The economy in depth: RMG, remittances & microfinance
The three engines of Bangladesh's economy—ready-made garments, migrant remittances, and microfinance—dissected for BCS with dated facts, statutes and institutions.
The Ready-Made Garment (RMG) Sector
The ready-made garment industry is the spine of Bangladesh's export economy. Its origins trace to the 1978 collaboration between Desh Garments and South Korea's Daewoo, which trained the first cohort of Bangladeshi garment workers. The Multi-Fibre Arrangement (MFA, 1974–2004) and its quota system diverted orders to Bangladesh, and growth accelerated after the quota phase-out under the WTO Agreement on Textiles and Clothing (ATC) on 1 January 2005, against early predictions of collapse.
By fiscal year 2022–23, RMG accounted for roughly 84–85% of Bangladesh's total merchandise exports, with annual export value crossing US$45–47 billion. Bangladesh is the world's second-largest apparel exporter after China. The sector employs over 4 million workers, the majority of them women—a fact central to female labour-force participation and rural-to-urban migration narratives.

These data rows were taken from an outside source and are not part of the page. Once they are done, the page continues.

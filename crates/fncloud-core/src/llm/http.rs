// Copyright (C) 2025 SyncMyOrders Sp. z o.o.
// SPDX-License-Identifier: AGPL-3.0-or-later
//! OpenAI-compatible chat-completions client (Groq, OpenAI).

use async_trait::async_trait;
use serde::Deserialize;
use std::time::Duration;
use tracing::debug;

use super::{LanguageModel, LlmError};
use crate::config::{LlmProvider, Settings};
use crate::error::{Error, Result};

/// Language model reached over HTTP.
pub struct HttpLanguageModel {
    client: reqwest::Client,
    provider: LlmProvider,
    api_base: String,
    api_key: String,
    model: String,
}

#[derive(Deserialize)]
struct ChatResponse {
    choices: Vec<ChatChoice>,
}

#[derive(Deserialize)]
struct ChatChoice {
    message: ChatMessage,
}

#[derive(Deserialize)]
struct ChatMessage {
    content: Option<String>,
}

impl HttpLanguageModel {
    /// Create a client for `provider`. `request_timeout` bounds one HTTP request.
    pub fn new(
        provider: LlmProvider,
        api_key: impl Into<String>,
        model: impl Into<String>,
        request_timeout: Duration,
    ) -> Result<Self> {
        let client = reqwest::Client::builder()
            .timeout(request_timeout)
            .build()
            .map_err(|e| Error::Config(format!("Failed to create HTTP client: {}", e)))?;

        Ok(Self {
            client,
            provider,
            api_base: provider.api_base().to_string(),
            api_key: api_key.into(),
            model: model.into(),
        })
    }

    /// Create a client from settings. Requires an API key.
    pub fn from_settings(settings: &Settings) -> Result<Self> {
        let api_key = settings.llm_api_key.clone().ok_or_else(|| {
            Error::Config(format!("{} API key is required", settings.llm_provider))
        })?;
        Self::new(
            settings.llm_provider,
            api_key,
            settings.llm_model(),
            settings.llm_timeout(),
        )
    }

    /// Point at a different OpenAI-compatible base URL.
    pub fn with_api_base(mut self, api_base: impl Into<String>) -> Self {
        self.api_base = api_base.into().trim_end_matches('/').to_string();
        self
    }
}

#[async_trait]
impl LanguageModel for HttpLanguageModel {
    async fn complete(&self, prompt: &str) -> std::result::Result<String, LlmError> {
        debug!(provider = %self.provider, model = %self.model, prompt_len = prompt.len(), "Sending analysis prompt");

        let response = self
            .client
            .post(format!("{}/chat/completions", self.api_base))
            .bearer_auth(&self.api_key)
            .json(&serde_json::json!({
                "model": self.model,
                "temperature": 0,
                "messages": [{ "role": "user", "content": prompt }],
            }))
            .send()
            .await
            .map_err(|e| {
                if e.is_timeout() || e.is_connect() || e.is_request() {
                    LlmError::Transient(format!("{} request failed: {}", self.provider, e))
                } else {
                    LlmError::Unavailable(format!("{} request failed: {}", self.provider, e))
                }
            })?;

        let status = response.status();
        if !status.is_success() {
            let body = response.text().await.unwrap_or_default();
            let message = format!("{} API error {}: {}", self.provider, status, body);
            return Err(if status.is_server_error() || status.as_u16() == 429 {
                LlmError::Transient(message)
            } else {
                LlmError::Unavailable(message)
            });
        }

        let data: ChatResponse = response
            .json()
            .await
            .map_err(|e| LlmError::InvalidResponse(format!("Failed to parse response: {}", e)))?;

        data.choices
            .into_iter()
            .next()
            .and_then(|choice| choice.message.content)
            .ok_or_else(|| LlmError::InvalidResponse("No content in response".to_string()))
    }

    fn name(&self) -> &str {
        match self.provider {
            LlmProvider::Groq => "groq",
            LlmProvider::OpenAi => "openai",
        }
    }
}

#[cfg(test)]
mod tests {
    use super::*;

    #[test]
    fn test_from_settings_requires_key() {
        let settings = Settings::default();
        assert!(matches!(
            HttpLanguageModel::from_settings(&settings),
            Err(Error::Config(_))
        ));
    }

    #[test]
    fn test_from_settings_uses_provider_defaults() {
        let settings = Settings::default()
            .with_llm_provider(LlmProvider::OpenAi)
            .with_llm_api_key("sk-test");
        let model = HttpLanguageModel::from_settings(&settings).unwrap();
        assert_eq!(model.model, "gpt-4");
        assert_eq!(model.api_base, "https://api.openai.com/v1");
        assert_eq!(model.name(), "openai");

        let model = model.with_api_base("http://localhost:8080/v1/");
        assert_eq!(model.api_base, "http://localhost:8080/v1");
    }

    #[tokio::test]
    async fn test_unreachable_service_is_transient() {
        let model = HttpLanguageModel::new(
            LlmProvider::Groq,
            "gsk-test",
            "llama3-8b-8192",
            Duration::from_millis(500),
        )
        .unwrap()
        .with_api_base("http://127.0.0.1:9");

        let err = model.complete("hello").await.unwrap_err();
        assert!(err.is_transient(), "got {err:?}");
    }
}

Trade Preferences and Compliance
Market access rests on preference schemes: the EU's Everything But Arms (EBA) initiative grants duty-free, quota-free access to LDCs, and Canada and Australia offer similar terms. The United States suspended Bangladesh's Generalized System of Preferences (GSP) on 27 June 2013 following the safety crises—though apparel was never covered under US GSP. Bangladesh's scheduled LDC graduation in November 2026 threatens these preferences, making the sector's diversification and the pursuit of FTAs and GSP+ status a live policy challenge.
The Safety Reckoning
Two disasters reshaped the industry's compliance regime. The Tazreen Fashions fire (24 November 2012) killed at least 117 workers. The Rana Plaza collapse (24 April 2013) in Savar killed 1,134 people—the deadliest garment-factory disaster in history. These triggered two binding inspection regimes: the Accord on Fire and Building Safety in Bangladesh (EU-led, legally binding) and the Alliance for Bangladesh Worker Safety (North American). The Bangladesh Labour Act, 2006 (amended 2013, 2018) and the establishment of the Remediation Coordination Cell institutionalised oversight. The Bangladesh Garment Manufacturers and Exporters Association (BGMEA) remains the dominant industry body.
Candidates must connect RMG to the macro picture: it powers the trade balance but concentrates export risk in a single sector, leaving Bangladesh exposed to global demand shocks, wage disputes, and the looming loss of LDC tariff preferences after 2026.